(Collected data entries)

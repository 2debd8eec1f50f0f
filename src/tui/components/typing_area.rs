//! # TypingArea Component
//!
//! Shows the target sentence with per-character feedback and live stats.
//!
//! ```text
//! ┌ Type this ───────────────────────────┐
//! │ let x = 5                            │   green: typed correctly
//! │                                      │   red:   typed wrong
//! │ WPM 41.8 · Accuracy 96.0% · Words 12 │   grey:  not typed yet
//! └──────────────────────────────────────┘
//! ```
//!
//! The sentence is laid out by hand rather than through `Paragraph::wrap`
//! because each character carries its own style and the cursor must land on
//! an exact cell.

use std::ops::Range;

use ratatui::Frame;
use ratatui::layout::Rect;
use ratatui::style::{Color, Modifier, Style};
use ratatui::text::{Line, Span};
use ratatui::widgets::{Block, Borders, Padding, Paragraph};
use unicode_width::UnicodeWidthChar;

use crate::core::session::{CharState, Session};
use crate::tui::component::Component;

/// Border (2) + padding (2) consumed horizontally.
const HORIZONTAL_OVERHEAD: u16 = 4;

pub struct TypingArea<'a> {
    pub session: &'a Session,
}

impl<'a> TypingArea<'a> {
    pub fn new(session: &'a Session) -> Self {
        Self { session }
    }
}

impl Component for TypingArea<'_> {
    fn render(&mut self, frame: &mut Frame, area: Rect) {
        let width = area.width.saturating_sub(HORIZONTAL_OVERHEAD) as usize;
        let states = self.session.chars();
        let chars: Vec<char> = states.iter().map(|s| s.ch).collect();
        let cursor = self.session.typed_len();

        let mut lines: Vec<Line> = layout_rows(&chars, width)
            .into_iter()
            .map(|row| {
                let spans: Vec<Span> = row
                    .map(|i| {
                        let state = &states[i];
                        Span::styled(state.ch.to_string(), char_style(state, i == cursor))
                    })
                    .collect();
                Line::from(spans)
            })
            .collect();

        let stats = self.session.stats();
        lines.push(Line::default());
        lines.push(Line::from(Span::styled(
            format!(
                "WPM {:.1} · Accuracy {:.1}% · Words {}",
                stats.wpm(),
                stats.accuracy(),
                stats.words_typed
            ),
            Style::default().fg(Color::DarkGray),
        )));

        let block = Block::default()
            .borders(Borders::ALL)
            .border_style(Style::default().fg(Color::DarkGray))
            .title(" Type this ")
            .padding(Padding::horizontal(1));

        frame.render_widget(Paragraph::new(lines).block(block), area);
    }
}

fn char_style(state: &CharState, is_cursor: bool) -> Style {
    if state.typed && state.correct {
        Style::default().fg(Color::Green)
    } else if state.typed {
        Style::default().fg(Color::White).bg(Color::Red)
    } else if is_cursor {
        Style::default()
            .fg(Color::White)
            .add_modifier(Modifier::UNDERLINED | Modifier::BOLD)
    } else {
        Style::default().fg(Color::DarkGray)
    }
}

/// Split `chars` into rows no wider than `width` columns, breaking after a
/// space when one is available. Every character lands in exactly one row.
pub fn layout_rows(chars: &[char], width: usize) -> Vec<Range<usize>> {
    if chars.is_empty() {
        return Vec::new();
    }
    if width == 0 {
        return vec![0..chars.len()];
    }

    let mut rows = Vec::new();
    let mut start = 0;
    while start < chars.len() {
        let mut cols = 0;
        let mut end = start;
        let mut last_break = None;
        while end < chars.len() {
            let w = chars[end].width().unwrap_or(0);
            if cols + w > width && end > start {
                break;
            }
            cols += w;
            if chars[end] == ' ' {
                last_break = Some(end + 1);
            }
            end += 1;
        }
        if end < chars.len()
            && let Some(at) = last_break
        {
            end = at;
        }
        rows.push(start..end);
        start = end;
    }
    rows
}

#[cfg(test)]
mod tests {
    use super::*;
    use crate::tui::components::buffer_text;
    use ratatui::Terminal;
    use ratatui::backend::TestBackend;

    fn chars(text: &str) -> Vec<char> {
        text.chars().collect()
    }

    #[test]
    fn test_layout_breaks_after_spaces() {
        let text = chars("let mut x = 5");
        let rows = layout_rows(&text, 8);
        assert_eq!(rows, vec![0..8, 8..13]);
    }

    #[test]
    fn test_layout_breaks_long_words() {
        let text = chars("abcdefghij");
        assert_eq!(layout_rows(&text, 4), vec![0..4, 4..8, 8..10]);
    }

    #[test]
    fn test_layout_counts_wide_characters() {
        let text = chars("日本語");
        assert_eq!(layout_rows(&text, 4), vec![0..2, 2..3]);
    }

    #[test]
    fn test_layout_edge_cases() {
        assert!(layout_rows(&[], 10).is_empty());
        assert_eq!(layout_rows(&chars("abc"), 0), vec![0..3]);
    }

    #[test]
    fn test_render_colors_typed_characters() {
        let mut session = Session::new("let x = 5".to_string());
        for ch in "lez".chars() {
            session.type_char(ch);
        }

        let backend = TestBackend::new(40, 6);
        let mut terminal = Terminal::new(backend).unwrap();
        let mut area = TypingArea::new(&session);
        terminal
            .draw(|f| {
                area.render(f, f.area());
            })
            .unwrap();

        let buffer = terminal.backend().buffer();
        // Content starts after the border and one column of padding.
        assert_eq!(buffer[(2, 1)].symbol(), "l");
        assert_eq!(buffer[(2, 1)].fg, Color::Green);
        assert_eq!(buffer[(4, 1)].symbol(), "t");
        assert_eq!(buffer[(4, 1)].bg, Color::Red);
        assert!(buffer[(5, 1)].modifier.contains(Modifier::UNDERLINED));
        assert_eq!(buffer[(6, 1)].fg, Color::DarkGray);

        let text = buffer_text(buffer);
        assert!(text.contains("Type this"));
        assert!(text.contains("Accuracy 66.7%"));
    }
}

* Exercise prompt *
Every record must be written out again without any change.

* Task output *
repository 2debd8eec1f50f0f
filename src/tui/components/typing_area.rs
//! # TypingArea Component
//!
//! Shows the target sentence with per-character feedback and live stats.
//!
//! ```text
//! ┌ Type this ───────────────────────────┐
//! │ let x = 5                            │   green: typed correctly
//! │                                      │   red:   typed wrong
//! │ WPM 41.8 · Accuracy 96.0% · Words 12 │   grey:  not typed yet
//! └──────────────────────────────────────┘
//! ```
//!
//! The sentence is laid out by hand rather than through `Paragraph::wrap`
//! because each character carries its own style and the cursor must land on
//! an exact cell.

use std::ops::Range;

use ratatui::Frame;
use ratatui::layout::Rect;
use ratatui::style::{Color, Modifier, Style};
use ratatui::text::{Line, Span};
use ratatui::widgets::{Block, Borders, Padding, Paragraph};
use unicode_width::UnicodeWidthChar;

use crate::core::session::{CharState, Session};
use crate::tui::component::Component;

/// Border (2) + padding (2) consumed horizontally.
const HORIZONTAL_OVERHEAD: u16 = 4;

pub struct TypingArea<'a> {
    pub session: &'a Session,
}

impl<'a> TypingArea<'a> {
    pub fn new(session: &'a Session) -> Self {
        Self { session }
    }
}

impl Component for TypingArea<'_> {
    fn render(&mut self, frame: &mut Frame, area: Rect) {
        let width = area.width.saturating_sub(HORIZONTAL_OVERHEAD) as usize;
        let states = self.session.chars();
        let chars: Vec<char> = states.iter().map(|s| s.ch).collect();
        let cursor = self.session.typed_len();

        let mut lines: Vec<Line> = layout_rows(&chars, width)
            .into_iter()
            .map(|row| {
                let spans: Vec<Span> = row
                    .map(|i| {
                        let state = &states[i];
                        Span::styled(state.ch.to_string(), char_style(state, i == cursor))
                    })
                    .collect();
                Line::from(spans)
            })
            .collect();

        let stats = self.session.stats();
        lines.push(Line::default());
        lines.push(Line::from(Span::styled(
            format!(
                "WPM {:.1} · Accuracy {:.1}% · Words {}",
                stats.wpm(),
                stats.accuracy(),
                stats.words_typed
            ),
            Style::default().fg(Color::DarkGray),
        )));

        let block = Block::default()
            .borders(Borders::ALL)
            .border_style(Style::default().fg(Color::DarkGray))
            .title(" Type this ")
            .padding(Padding::horizontal(1));

        frame.render_widget(Paragraph::new(lines).block(block), area);
    }
}

fn char_style(state: &CharState, is_cursor: bool) -> Style {
    if state.typed && state.correct {
        Style::default().fg(Color::Green)
    } else if state.typed {
        Style::default().fg(Color::White).bg(Color::Red)
    } else if is_cursor {
        Style::default()
            .fg(Color::White)
            .add_modifier(Modifier::UNDERLINED | Modifier::BOLD)
    } else {
        Style::default().fg(Color::DarkGray)
    }
}

/// Split `chars` into rows no wider than `width` columns, breaking after a
/// space when one is available. Every character lands in exactly one row.
pub fn layout_rows(chars: &[char], width: usize) -> Vec<Range<usize>> {
    if chars.is_empty() {
        return Vec::new();
    }
    if width == 0 {
        return vec![0..chars.len()];
    }

    let mut rows = Vec::new();
    let mut start = 0;
    while start < chars.len() {
        let mut cols = 0;
        let mut end = start;
        let mut last_break = None;
        while end < chars.len() {
            let w = chars[end].width().unwrap_or(0);
            if cols + w > width && end > start {
                break;
            }
            cols += w;
            if chars[end] == ' ' {
                last_break = Some(end + 1);
            }
            end += 1;
        }
        if end < chars.len()
            && let Some(at) = last_break
        {
            end = at;
        }
        rows.push(start..end);
        start = end;
    }
    rows
}

#[cfg(test)]
mod tests {
    use super::*;
    use crate::tui::components::buffer_text;
    use ratatui::Terminal;
    use ratatui::backend::TestBackend;

    fn chars(text: &str) -> Vec<char> {
        text.chars().collect()
    }

    #[test]
    fn test_layout_breaks_after_spaces() {
        let text = chars("let mut x = 5");
        let rows = layout_rows(&text, 8);
        assert_eq!(rows, vec![0..8, 8..13]);
    }

    #[test]
    fn test_layout_breaks_long_words() {
        let text = chars("abcdefghij");
        assert_eq!(layout_rows(&text, 4), vec![0..4, 4..8, 8..10]);
    }

    #[test]
    fn test_layout_counts_wide_characters() {
        let text = chars("日本語");
        assert_eq!(layout_rows(&text, 4), vec![0..2, 2..3]);
    }

    #[test]
    fn test_layout_edge_cases() {
        assert!(layout_rows(&[], 10).is_empty());
        assert_eq!(layout_rows(&chars("abc"), 0), vec![0..3]);
    }

    #[test]
    fn test_render_colors_typed_characters() {
        let mut session = Session::new("let x = 5".to_string());
        for ch in "lez".chars() {
            session.type_char(ch);
        }

        let backend = TestBackend::new(40, 6);
        let mut terminal = Terminal::new(backend).unwrap();
        let mut area = TypingArea::new(&session);
        terminal
            .draw(|f| {
                area.render(f, f.area());
            })
            .unwrap();

        let buffer = terminal.backend().buffer();
        // Content starts after the border and one column of padding.
        assert_eq!(buffer[(2, 1)].symbol(), "l");
        assert_eq!(buffer[(2, 1)].fg, Color::Green);
        assert_eq!(buffer[(4, 1)].symbol(), "t");
        assert_eq!(buffer[(4, 1)].bg, Color::Red);
        assert!(buffer[(5, 1)].modifier.contains(Modifier::UNDERLINED));
        assert_eq!(buffer[(6, 1)].fg, Color::DarkGray);

        let text = buffer_text(buffer);
        assert!(text.contains("Type this"));
        assert!(text.contains("Accuracy 66.7%"));
    }
}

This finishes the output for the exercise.